_WHAT IS REQUIRED:_
Which lines run from the one containing "let mut headers = HeaderMap::new();" to the end of the entries? Quote them exactly, and nothing else.

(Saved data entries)
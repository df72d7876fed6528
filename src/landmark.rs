//! Facial-landmark refinement anchored on the pupil pair.
//!
//! Landmark cascades share the pupil cascade format; what differs is the
//! starting frame. A landmark anchor is the midpoint of the two pupils
//! with the inter-pupil distance as its scale, so a single trained
//! cascade can be reused for the mirrored point on the other side of the
//! face by flipping the horizontal probe offsets.

use std::collections::HashMap;
use std::fs;
use std::path::Path;

use crate::cascade::PupilCascade;
use crate::error::Result;
use crate::image::ImageView;
use crate::types::PupilLoc;

impl PupilCascade {
    /// Localize a facial landmark relative to the detected pupil pair.
    ///
    /// `mirror` negates the horizontal probe offsets, producing the
    /// left/right-symmetric point from the same cascade. The result may
    /// be degenerate (`row`/`col` at or below zero); callers filter with
    /// [`PupilLoc::is_valid`].
    pub fn find_landmark(
        &self,
        left: &PupilLoc,
        right: &PupilLoc,
        img: &ImageView<'_>,
        perturbs: usize,
        mirror: bool,
        angle: f32,
        seed: u64,
    ) -> PupilLoc {
        let dr = left.row - right.row;
        let dc = left.col - right.col;
        let anchor = PupilLoc::new(
            (left.row + right.row) / 2.0,
            (left.col + right.col) / 2.0,
            (dr * dr + dc * dc).sqrt(),
            perturbs,
        );
        self.refine(&anchor, img, angle, mirror, seed)
    }
}

/// Load every cascade in a landmark directory, keyed by file name.
///
/// The directory layout follows the conventional landmark sets: one
/// packed blob per file, names like `lp46` or `lp84` acting as opaque
/// keys. Multiple files may share a name across nested variants, so each
/// key maps to a list.
pub fn load_cascade_dir<P: AsRef<Path>>(dir: P) -> Result<HashMap<String, Vec<PupilCascade>>> {
    let mut cascades: HashMap<String, Vec<PupilCascade>> = HashMap::new();

    for entry in fs::read_dir(dir)? {
        let path = entry?.path();
        if !path.is_file() {
            continue;
        }
        let Some(name) = path.file_name().and_then(|n| n.to_str()) else {
            continue;
        };
        let blob = fs::read(&path)?;
        cascades
            .entry(name.to_owned())
            .or_default()
            .push(PupilCascade::decode(&blob)?);
    }

    Ok(cascades)
}
//! HTTP transport implementation.
//!
//! This module provides HTTP/1.1 and HTTP/2 transport using reqwest.

use reqwest::Client;
use tracing::{debug, instrument};
use url::Url;

use super::config::{HttpConfig, HttpVersion};
use crate::{
    error::{PluginError, Result},
    transport::{RequestContext, Transport, TransportResponse, sealed},
};

/// Validates URL scheme and host.
fn validate_url(url: &Url) -> Result<()> {
    if !matches!(url.scheme(), "http" | "https") {
        return Err(PluginError::TransportError(format!(
            "unsupported URL scheme: {}",
            url.scheme()
        )));
    }
    if url.host_str().is_none_or(str::is_empty) {
        return Err(PluginError::TransportError(format!("URL missing host: {url}")));
    }
    Ok(())
}

/// Validates header name and value for CRLF injection prevention.
fn validate_header(name: &str, value: &str) -> Result<()> {
    if name.contains(['\r', '\n', '\0']) {
        return Err(PluginError::TransportError(format!(
            "invalid header name {name:?}: control characters not allowed"
        )));
    }
    if value.contains(['\r', '\n', '\0']) {
        return Err(PluginError::TransportError(format!(
            "invalid value for header {name}: control characters not allowed"
        )));
    }
    Ok(())
}

/// HTTP/1.1 and HTTP/2 transport using reqwest.
///
/// Supports automatic connection pooling, keep-alive, and HTTP/2 multiplexing.
///
/// # Examples
///
/// ```
/// use eva_catalog::transport::{HttpConfig, HttpTransport, HttpVersion, Transport};
///
/// let config = HttpConfig { http_version: HttpVersion::Http1, ..Default::default() };
/// let transport = HttpTransport::with_config(&config).unwrap();
/// assert_eq!(transport.protocol_name(), "http/1.1");
/// ```
#[derive(Debug, Clone)]
pub struct HttpTransport {
    client: Client,
    http_version: HttpVersion,
}

impl sealed::private::Sealed for HttpTransport {}

impl HttpTransport {
    /// Creates a new HTTP transport with default settings.
    ///
    /// Default configuration:
    /// - Pool max idle per host: 100
    /// - Timeout: 30 seconds
    /// - Connect timeout: 10 seconds
    /// - HTTP version: Auto (prefer HTTP/2)
    ///
    /// # Errors
    ///
    /// Returns error if the TLS backend cannot be initialized.
    pub fn new() -> Result<Self> {
        Self::with_config(&HttpConfig::default())
    }

    /// Creates HTTP transport with custom configuration.
    ///
    /// # Errors
    ///
    /// Returns error if HTTP client creation fails.
    pub fn with_config(config: &HttpConfig) -> Result<Self> {
        let mut builder = Client::builder()
            .pool_max_idle_per_host(config.pool_max_idle_per_host)
            .timeout(config.timeout())
            .connect_timeout(config.connect_timeout());

        builder = match config.http_version {
            HttpVersion::Http1 => builder.http1_only(),
            HttpVersion::Http2 => builder.http2_prior_knowledge(),
            HttpVersion::Auto => builder,
        };

        let client = builder.build().map_err(PluginError::HttpError)?;

        Ok(Self { client, http_version: config.http_version })
    }

    #[instrument(skip(self, ctx, body), fields(url = ctx.url, body_len = body.len()))]
    async fn execute_post(
        &self,
        ctx: RequestContext<'_>,
        body: &[u8],
    ) -> Result<TransportResponse> {
        let url = Url::parse(ctx.url)
            .map_err(|e| PluginError::TransportError(format!("invalid URL {}: {e}", ctx.url)))?;
        validate_url(&url)?;

        for (name, value) in ctx.headers {
            validate_header(name, value)?;
        }

        let mut request = self.client.post(url);
        for (name, value) in ctx.headers {
            request = request.header(name.as_str(), value.as_str());
        }

        let response = request.body(body.to_vec()).send().await?;
        let status = response.status();
        debug!(status = status.as_u16(), "EVA responded");

        let body = response.bytes().await.map_err(PluginError::HttpError)?.to_vec();

        Ok(TransportResponse { status: status.as_u16(), reason: status.canonical_reason(), body })
    }
}

impl Transport for HttpTransport {
    async fn post<'a>(
        &'a self,
        ctx: RequestContext<'a>,
        body: &'a [u8],
    ) -> Result<TransportResponse> {
        self.execute_post(ctx, body).await
    }

    fn protocol_name(&self) -> &'static str {
        match self.http_version {
            HttpVersion::Http1 => "http/1.1",
            HttpVersion::Http2 => "http/2",
            HttpVersion::Auto => "http",
        }
    }
}

#[cfg(test)]
mod tests {
    use super::*;
    use crate::eva::HeaderMap;

    #[test]
    fn test_http_transport_new() {
        let transport = HttpTransport::new();
        assert!(transport.is_ok());
        assert_eq!(transport.unwrap().protocol_name(), "http");
    }

    #[test]
    fn test_http_transport_protocol_name() {
        let http1 = HttpConfig { http_version: HttpVersion::Http1, ..Default::default() };
        assert_eq!(HttpTransport::with_config(&http1).unwrap().protocol_name(), "http/1.1");

        let http2 = HttpConfig { http_version: HttpVersion::Http2, ..Default::default() };
        assert_eq!(HttpTransport::with_config(&http2).unwrap().protocol_name(), "http/2");
    }

    #[test]
    fn test_validate_url() {
        assert!(validate_url(&Url::parse("https://eva.test/message").unwrap()).is_ok());
        assert!(validate_url(&Url::parse("http://127.0.0.1:8080/message").unwrap()).is_ok());
        assert!(validate_url(&Url::parse("ftp://eva.test/").unwrap()).is_err());
        assert!(validate_url(&Url::parse("file:///tmp/x").unwrap()).is_err());
    }

    #[test]
    fn test_validate_header_rejects_crlf() {
        assert!(validate_header("Eva-Requested-OrganizationUnitID", "1").is_ok());
        assert!(validate_header("Eva-Requested-OrganizationUnitID", "").is_ok());
        assert!(validate_header("X-Test", "a\r\nInjected: 1").is_err());
        assert!(validate_header("X-\nTest", "a").is_err());
    }

    #[tokio::test]
    async fn test_post_invalid_url() {
        let transport = HttpTransport::new().unwrap();
        let headers = HeaderMap::new();
        let ctx = RequestContext { url: "not-a-url", headers: &headers };

        let result = transport.post(ctx, b"{}").await;
        assert!(matches!(result, Err(PluginError::TransportError(_))));
    }

    #[tokio::test]
    async fn test_post_rejects_header_injection() {
        let transport = HttpTransport::new().unwrap();
        let mut headers = HeaderMap::new();
        headers.insert("Eva-Requested-OrganizationUnitID".to_owned(), "1\r\nX-Evil: 1".to_owned());
        let ctx =
            RequestContext { url: "https://eva.test/message/SearchProducts", headers: &headers };

        let result = transport.post(ctx, b"{}").await;
        assert!(matches!(result, Err(PluginError::TransportError(_))));
    }
}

_ANSWER AREA:_
        let mut headers = HeaderMap::new();
        headers.insert("Eva-Requested-OrganizationUnitID".to_owned(), "1\r\nX-Evil: 1".to_owned());
        let ctx =
            RequestContext { url: "https://eva.test/message/SearchProducts", headers: &headers };

        let result = transport.post(ctx, b"{}").await;
        assert!(matches!(result, Err(PluginError::TransportError(_))));
    }
}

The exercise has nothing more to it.